L’utilisation d’autres outils numériques est plutôt controversée selon le conseiller. Il précise que la détection automatique des adventices et des graminées est loin d’être au point, mais comporte un fort potentiel. En ce qui concerne les fongicides, un bon ajustement du dosage est quasi impossible dû à l’existence de résistances. Le digital offre un rapport coût/bénéfice positif quand il s’agit du pilotage des machines. Son utilisation est en général rentabilisée et l’optimisation fonctionne la plupart du temps. La gestion numérique des flottes n’est rentable que pour les grandes exploitations agricoles ou les ETA. L’organisation et les tâches administratives comportent encore beaucoup de potentiel de rentabilité. Les coûts engendrés par la comptabilité, la gestion des cartes et la numérisation des documents sont relativement élevés.

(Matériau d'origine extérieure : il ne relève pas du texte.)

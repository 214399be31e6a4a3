//! User configuration management
//!
//! Handles saving and loading user preferences including language settings
//! and the announcement length limit.

use serde::{Deserialize, Serialize};
use std::fs;
use std::path::PathBuf;

use crate::theme::ThemeConfig;

/// User configuration settings
#[derive(Debug, Clone, PartialEq, Serialize, Deserialize)]
pub struct UserConfig {
    /// Preferred language code (e.g., "en", "de")
    pub language: String,
    /// Maximum announcement length in characters.
    ///
    /// The console panel reads this once at construction; changing it while
    /// a panel is open does not retroactively change that panel's limit.
    #[serde(default = "default_max_announcement_length")]
    pub max_announcement_length: usize,
    /// UI theme settings
    #[serde(default)]
    pub theme: ThemeConfig,
    /// Window width in pixels
    #[serde(default)]
    pub window_width: Option<u32>,
    /// Window height in pixels
    #[serde(default)]
    pub window_height: Option<u32>,
}

fn default_max_announcement_length() -> usize {
    256
}

impl Default for UserConfig {
    fn default() -> Self {
        Self {
            language: "en".to_string(),
            max_announcement_length: default_max_announcement_length(),
            theme: ThemeConfig::default(),
            window_width: None,
            window_height: None,
        }
    }
}

impl UserConfig {
    /// Get the config file path
    fn config_path() -> Option<PathBuf> {
        dirs::config_dir().map(|mut p| {
            p.push("CommsDeck");
            p.push("config.json");
            p
        })
    }

    /// Load configuration from disk, defaulting on any error.
    pub fn load() -> Self {
        Self::config_path()
            .and_then(|path| {
                if path.exists() {
                    fs::read_to_string(&path).ok()
                } else {
                    None
                }
            })
            .and_then(|content| serde_json::from_str(&content).ok())
            .unwrap_or_default()
    }

    /// Save configuration to disk
    pub fn save(&self) -> Result<(), std::io::Error> {
        if let Some(path) = Self::config_path() {
            if let Some(parent) = path.parent() {
                fs::create_dir_all(parent)?;
            }
            let content = serde_json::to_string_pretty(self)?;
            fs::write(&path, content)?;
        }
        Ok(())
    }
}
//! Fluent-based localization.
//!
//! Locale catalogs are `.ftl` files embedded at build time. The manager
//! negotiates the requested language against the embedded catalogs and
//! falls back to English; a missing key falls back to the raw key so the
//! UI never loses a control to a translation gap.

use fluent::{FluentArgs, FluentBundle, FluentResource};
use fluent_langneg::{negotiate_languages, NegotiationStrategy};
use rust_embed::RustEmbed;
use unic_langid::LanguageIdentifier;

use commsdeck_core::Localize;

use crate::error::I18nError;

#[derive(RustEmbed)]
#[folder = "assets/locales"]
struct Locales;

/// Locale catalog for the running application.
pub struct LocaleManager {
    bundle: FluentBundle<FluentResource>,
    language: LanguageIdentifier,
}

impl LocaleManager {
    /// Create a manager for the requested language tag.
    ///
    /// Never fails: an unparsable tag, a failed negotiation, or a broken
    /// resource all degrade to English (or an empty catalog in the worst
    /// case, at which point lookups echo their keys).
    pub fn new(requested: &str) -> Self {
        let fallback: LanguageIdentifier = "en".parse().expect("static tag");

        let requested_id = match requested.parse::<LanguageIdentifier>() {
            Ok(id) => id,
            Err(_) => {
                tracing::warn!(requested, "invalid language tag, using fallback");
                fallback.clone()
            }
        };

        let available = Self::available_locales();
        let language = negotiate_languages(
            &[requested_id],
            &available,
            Some(&fallback),
            NegotiationStrategy::Filtering,
        )
        .first()
        .map(|id| (*id).clone())
        .unwrap_or_else(|| fallback.clone());

        match Self::from_language(&language.to_string()) {
            Ok(manager) => manager,
            Err(e) => {
                tracing::warn!(error = %e, %language, "failed to load locale, using empty catalog");
                Self {
                    bundle: Self::empty_bundle(language.clone()),
                    language,
                }
            }
        }
    }

    /// Strictly load the catalog for an exact language tag.
    pub fn from_language(lang: &str) -> Result<Self, I18nError> {
        let language: LanguageIdentifier = lang
            .parse()
            .map_err(|_| I18nError::InvalidLanguage(lang.to_string()))?;

        let file_name = format!("{language}.ftl");
        let file = Locales::get(&file_name)
            .ok_or_else(|| I18nError::MissingResource(lang.to_string()))?;
        let source = String::from_utf8_lossy(&file.data).into_owned();

        let resource = match FluentResource::try_new(source) {
            Ok(res) => res,
            Err((res, errors)) => {
                // Keep whatever parsed; a broken entry should not take the
                // whole catalog down.
                tracing::warn!(%file_name, ?errors, "locale resource parsed with errors");
                res
            }
        };

        let mut bundle = Self::empty_bundle(language.clone());
        if let Err(errors) = bundle.add_resource(resource) {
            tracing::warn!(%file_name, ?errors, "overriding entries skipped in locale resource");
        }

        Ok(Self { bundle, language })
    }

    fn empty_bundle(language: LanguageIdentifier) -> FluentBundle<FluentResource> {
        let mut bundle = FluentBundle::new(vec![language]);
        // Keep formatted output free of Unicode isolation marks; the console
        // only interpolates preformatted plain strings.
        bundle.set_use_isolating(false);
        bundle
    }

    /// Language tag the manager resolved to.
    pub fn language(&self) -> String {
        self.language.to_string()
    }

    /// Language tags with an embedded catalog.
    pub fn available_locales() -> Vec<LanguageIdentifier> {
        Locales::iter()
            .filter_map(|path| {
                path.as_ref()
                    .strip_suffix(".ftl")
                    .and_then(|tag| tag.parse().ok())
            })
            .collect()
    }

    fn format(&self, key: &str, args: Option<&FluentArgs>) -> Option<String> {
        let message = self.bundle.get_message(key)?;
        let pattern = message.value()?;
        let mut errors = Vec::new();
        let text = self.bundle.format_pattern(pattern, args, &mut errors);
        if !errors.is_empty() {
            tracing::debug!(key, ?errors, "fluent formatting errors");
        }
        Some(text.into_owned())
    }
}

impl Localize for LocaleManager {
    fn t(&self, key: &str) -> String {
        self.format(key, None).unwrap_or_else(|| {
            tracing::debug!(key, "missing translation");
            key.to_string()
        })
    }

    fn try_t(&self, key: &str) -> Option<String> {
        self.format(key, None)
    }

    fn t_args(&self, key: &str, args: &[(&str, &str)]) -> String {
        let mut fluent_args = FluentArgs::new();
        for (name, value) in args {
            fluent_args.set(*name, *value);
        }
        self.format(key, Some(&fluent_args))
            .unwrap_or_else(|| key.to_string())
    }
}

#[cfg(test)]
mod tests {
    use super::*;

    #[test]
    fn english_catalog_resolves_console_keys() {
        let i18n = LocaleManager::new("en");
        assert_eq!(i18n.language(), "en");
        assert_eq!(i18n.t("console-call-shuttle"), "Call shuttle");
        assert_eq!(i18n.t("console-recall-shuttle"), "Recall shuttle");
        assert_eq!(i18n.try_t("alert-level-green").as_deref(), Some("Green"));
    }

    #[test]
    fn missing_key_falls_back_to_raw_key() {
        let i18n = LocaleManager::new("en");
        assert_eq!(i18n.t("alert-level-omega"), "alert-level-omega");
        assert_eq!(i18n.try_t("alert-level-omega"), None);
    }

    #[test]
    fn time_remaining_substitutes_argument() {
        let i18n = LocaleManager::new("en");
        let text = i18n.t_args("console-time-remaining", &[("time", "00:01:30")]);
        assert!(text.contains("00:01:30"), "got: {text}");
    }

    #[test]
    fn unknown_language_negotiates_to_english() {
        let i18n = LocaleManager::new("xx-YY");
        assert_eq!(i18n.language(), "en");
        assert_eq!(i18n.t("console-call-shuttle"), "Call shuttle");
    }

    #[test]
    fn german_catalog_is_available() {
        let i18n = LocaleManager::new("de");
        assert_eq!(i18n.language(), "de");
        assert_ne!(i18n.t("console-call-shuttle"), "console-call-shuttle");
    }

    #[test]
    fn regional_variant_negotiates_to_base_language() {
        let i18n = LocaleManager::new("de-AT");
        assert_eq!(i18n.language(), "de");
    }

    #[test]
    fn available_locales_lists_embedded_catalogs() {
        let tags: Vec<String> = LocaleManager::available_locales()
            .iter()
            .map(|id| id.to_string())
            .collect();
        assert!(tags.contains(&"en".to_string()));
        assert!(tags.contains(&"de".to_string()));
    }

    #[test]
    fn strict_load_rejects_unknown_language() {
        assert!(matches!(
            LocaleManager::from_language("tlh"),
            Err(I18nError::MissingResource(_))
        ));
    }

    #[test]
    fn strict_load_rejects_invalid_tag() {
        assert!(matches!(
            LocaleManager::from_language("not a tag"),
            Err(I18nError::InvalidLanguage(_))
        ));
    }
}
//! CommsDeck - Station Communications Console
//!
//! Standalone desktop build of the communications console panel, driven by
//! a local presenter standing in for the game session layer.

mod logging_setup;
mod presenter;

use anyhow::Result;
use clap::Parser;

use commsdeck_ui::{LocaleManager, UserConfig};
use presenter::ConsolePresenter;

/// CommsDeck - station communications console
#[derive(Parser, Debug)]
#[command(name = "commsdeck", version, about)]
struct Args {
    /// Override the configured language (e.g. "en", "de")
    #[arg(long)]
    lang: Option<String>,

    /// Start with the station on a locked (command-only) alert level
    #[arg(long)]
    locked_alert: bool,
}

struct CommsDeckApp {
    presenter: ConsolePresenter,
    i18n: LocaleManager,
}

impl eframe::App for CommsDeckApp {
    fn update(&mut self, ctx: &egui::Context, _frame: &mut eframe::Frame) {
        egui::CentralPanel::default().show(ctx, |_ui| {});
        self.presenter.frame(ctx, &self.i18n);

        // The panel holds no timer; repaint so the countdown ticks.
        ctx.request_repaint_after(std::time::Duration::from_millis(250));
    }
}

fn main() -> Result<()> {
    logging_setup::init()?;
    let args = Args::parse();

    let mut config = UserConfig::load();
    if let Some(lang) = args.lang {
        // Command line override only; not persisted.
        config.language = lang;
    }

    let i18n = LocaleManager::new(&config.language);
    tracing::info!(language = %i18n.language(), "starting commsdeck");

    let viewport = egui::ViewportBuilder::default()
        .with_inner_size([
            config.window_width.unwrap_or(480) as f32,
            config.window_height.unwrap_or(520) as f32,
        ])
        .with_min_inner_size([400.0, 420.0]);

    let native_options = eframe::NativeOptions {
        viewport,
        ..Default::default()
    };

    eframe::run_native(
        "CommsDeck",
        native_options,
        Box::new(move |cc| {
            config.theme.apply(&cc.egui_ctx);
            let presenter = ConsolePresenter::new(&i18n, &config, args.locked_alert);
            Ok(Box::new(CommsDeckApp { presenter, i18n }))
        }),
    )
    .map_err(|e| anyhow::anyhow!("Failed to run eframe: {e}"))?;

    Ok(())
}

Karl-Heinz Mann est persuadé que dans la pratique, malgré les grandes promesses faites par les fabricants et la classe politique, les solutions restent insatisfaisantes. L’investissement nécessaire en coût et en temps est toujours trop élevé. Toutefois, ces systèmes peuvent être utiles pour optimiser certains processus de travail. Ils ne pourront jamais remplacer une gestion efficace des collaborateurs ou une organisation structurée et performante mise en place par l’exploitant lui-même. Dans ce cas, une collecte massive de données peut aussi bien être abandonnée. Les outils numériques existent pour faciliter le travail. En aucun cas, ils ne doivent venir perturber le déroulement du travail du chef d’exploitation ou du responsable de production en les cloîtrant inutilement dans leur bureau. La réussite ne sourira qu’à ceux qui feront un usage réfléchi et judicieux des solutions numériques. Karl-Heinz Mann termine son élocution en précisant qu’un chef d’exploitation à succès n’a pas sa place derrière un bureau, mais plutôt dans son champ.

Soirée de gala

En amont du séminaire HORSCH, une soirée de gala était organisée dans le FITZentrum situé sur le domaine du Sitzenhof. La restauration était rustique, faite de cuisine traditionnelle et de bières blanches. Un service tout en contraste avec l’intervention du conférencier spécialiste de la motivation, Marc Gassert, avec le titre « Ce n’est pas le fait de commencer quelque chose qui est récompensé, mais la persévérance d’aller jusqu’au bout ». Il a décrit son séjour au sein d’un monastère Shaolin en Chine où la journée commençait au petit matin à 1h30 avec une course à pied de 21 km. Les moines Shaolin passent jusqu’à 17h par jour à l’entrainement mental et physique. Il y avait deux disciplines, celle initiée de l’intérieur et celle initiée de l’extérieur. Pour créer quelque chose de grand, il faut activer l’initiative qui vient de l’intérieur de soi-même. L’humain connaît trois sortes de forces motrices : l’impulsion biologique, les valeurs et la volonté. L’argent n’est pas forcément une motivation. Marc Gassert en a fait la démonstration dans la foulée en proposant 25 € à celui qui serait prêt à s'accroupir les jambes écartées pendant un certain laps de temps. En effet, la personne test a confirmé ne pas avoir pensé à l’argent, mais au fait de vouloir tenir jusqu’au bout. Le conférencier a fait la recommandation à toute l’assemblée de ne plus repousser à demain leur prise de décision, car plus il y a de décisions à prendre, plus vite nous épuisons nos ressources d’énergie. Afin d’éviter toute sensation de stress, il est important de veiller à un équilibre au travers d’une compensation positive. Toutefois, souvent, il suffit tout simplement de cesser de se plaindre. L’être humain a besoin d’un travail qui le force à se concentrer et qui soit gratifiant.